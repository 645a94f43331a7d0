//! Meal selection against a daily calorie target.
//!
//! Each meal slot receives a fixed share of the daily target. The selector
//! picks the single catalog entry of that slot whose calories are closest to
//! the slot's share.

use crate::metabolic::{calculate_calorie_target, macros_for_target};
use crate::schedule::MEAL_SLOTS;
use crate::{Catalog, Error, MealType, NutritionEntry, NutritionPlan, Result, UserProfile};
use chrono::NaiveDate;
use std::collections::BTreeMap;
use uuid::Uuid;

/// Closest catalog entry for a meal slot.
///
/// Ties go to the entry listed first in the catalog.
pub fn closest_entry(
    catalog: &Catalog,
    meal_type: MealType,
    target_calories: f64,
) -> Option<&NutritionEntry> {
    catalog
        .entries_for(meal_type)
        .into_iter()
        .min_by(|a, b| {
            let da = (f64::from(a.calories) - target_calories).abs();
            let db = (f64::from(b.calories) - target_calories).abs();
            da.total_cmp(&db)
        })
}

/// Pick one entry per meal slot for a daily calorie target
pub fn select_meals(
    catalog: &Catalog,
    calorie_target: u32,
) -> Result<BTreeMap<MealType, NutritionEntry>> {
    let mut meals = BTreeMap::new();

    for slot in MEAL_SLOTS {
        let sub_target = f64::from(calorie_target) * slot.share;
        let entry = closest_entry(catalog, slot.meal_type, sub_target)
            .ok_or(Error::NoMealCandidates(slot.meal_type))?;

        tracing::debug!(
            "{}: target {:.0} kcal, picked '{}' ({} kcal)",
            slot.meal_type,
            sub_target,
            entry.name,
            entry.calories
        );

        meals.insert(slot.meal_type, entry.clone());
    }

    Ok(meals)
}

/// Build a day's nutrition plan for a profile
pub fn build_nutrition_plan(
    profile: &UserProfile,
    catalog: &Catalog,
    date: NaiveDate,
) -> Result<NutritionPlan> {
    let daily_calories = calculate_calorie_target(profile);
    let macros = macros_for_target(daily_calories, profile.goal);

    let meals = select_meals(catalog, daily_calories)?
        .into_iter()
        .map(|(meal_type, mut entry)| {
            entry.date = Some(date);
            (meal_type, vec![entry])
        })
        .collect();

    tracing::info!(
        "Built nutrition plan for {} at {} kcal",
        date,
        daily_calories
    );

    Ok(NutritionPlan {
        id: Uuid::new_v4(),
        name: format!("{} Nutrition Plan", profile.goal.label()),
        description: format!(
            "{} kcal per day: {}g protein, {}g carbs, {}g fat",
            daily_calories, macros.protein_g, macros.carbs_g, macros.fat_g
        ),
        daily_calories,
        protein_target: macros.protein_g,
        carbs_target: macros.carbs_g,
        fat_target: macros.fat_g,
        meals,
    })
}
+-------+
_WHAT THE EXERCISE ASKS_: Each line of the data should be reproduced exactly as it appears.

_TASK OUTPUT_:
repository 645a94f43331a7d0
//! Meal selection against a daily calorie target.
//!
//! Each meal slot receives a fixed share of the daily target. The selector
//! picks the single catalog entry of that slot whose calories are closest to
//! the slot's share.

use crate::metabolic::{calculate_calorie_target, macros_for_target};
use crate::schedule::MEAL_SLOTS;
use crate::{Catalog, Error, MealType, NutritionEntry, NutritionPlan, Result, UserProfile};
use chrono::NaiveDate;
use std::collections::BTreeMap;
use uuid::Uuid;

/// Closest catalog entry for a meal slot.
///
/// Ties go to the entry listed first in the catalog.
pub fn closest_entry(
    catalog: &Catalog,
    meal_type: MealType,
    target_calories: f64,
) -> Option<&NutritionEntry> {
    catalog
        .entries_for(meal_type)
        .into_iter()
        .min_by(|a, b| {
            let da = (f64::from(a.calories) - target_calories).abs();
            let db = (f64::from(b.calories) - target_calories).abs();
            da.total_cmp(&db)
        })
}

/// Pick one entry per meal slot for a daily calorie target
pub fn select_meals(
    catalog: &Catalog,
    calorie_target: u32,
) -> Result<BTreeMap<MealType, NutritionEntry>> {
    let mut meals = BTreeMap::new();

    for slot in MEAL_SLOTS {
        let sub_target = f64::from(calorie_target) * slot.share;
        let entry = closest_entry(catalog, slot.meal_type, sub_target)
            .ok_or(Error::NoMealCandidates(slot.meal_type))?;

        tracing::debug!(
            "{}: target {:.0} kcal, picked '{}' ({} kcal)",
            slot.meal_type,
            sub_target,
            entry.name,
            entry.calories
        );

        meals.insert(slot.meal_type, entry.clone());
    }

    Ok(meals)
}

/// Build a day's nutrition plan for a profile
pub fn build_nutrition_plan(
    profile: &UserProfile,
    catalog: &Catalog,
    date: NaiveDate,
) -> Result<NutritionPlan> {
    let daily_calories = calculate_calorie_target(profile);
    let macros = macros_for_target(daily_calories, profile.goal);

    let meals = select_meals(catalog, daily_calories)?
        .into_iter()
        .map(|(meal_type, mut entry)| {
            entry.date = Some(date);
            (meal_type, vec![entry])
        })
        .collect();

    tracing::info!(
        "Built nutrition plan for {} at {} kcal",
        date,
        daily_calories
    );

    Ok(NutritionPlan {
        id: Uuid::new_v4(),
        name: format!("{} Nutrition Plan", profile.goal.label()),
        description: format!(
            "{} kcal per day: {}g protein, {}g carbs, {}g fat",
            daily_calories, macros.protein_g, macros.carbs_g, macros.fat_g
        ),
        daily_calories,
        protein_target: macros.protein_g,
        carbs_target: macros.carbs_g,
        fat_target: macros.fat_g,
        meals,
    })
}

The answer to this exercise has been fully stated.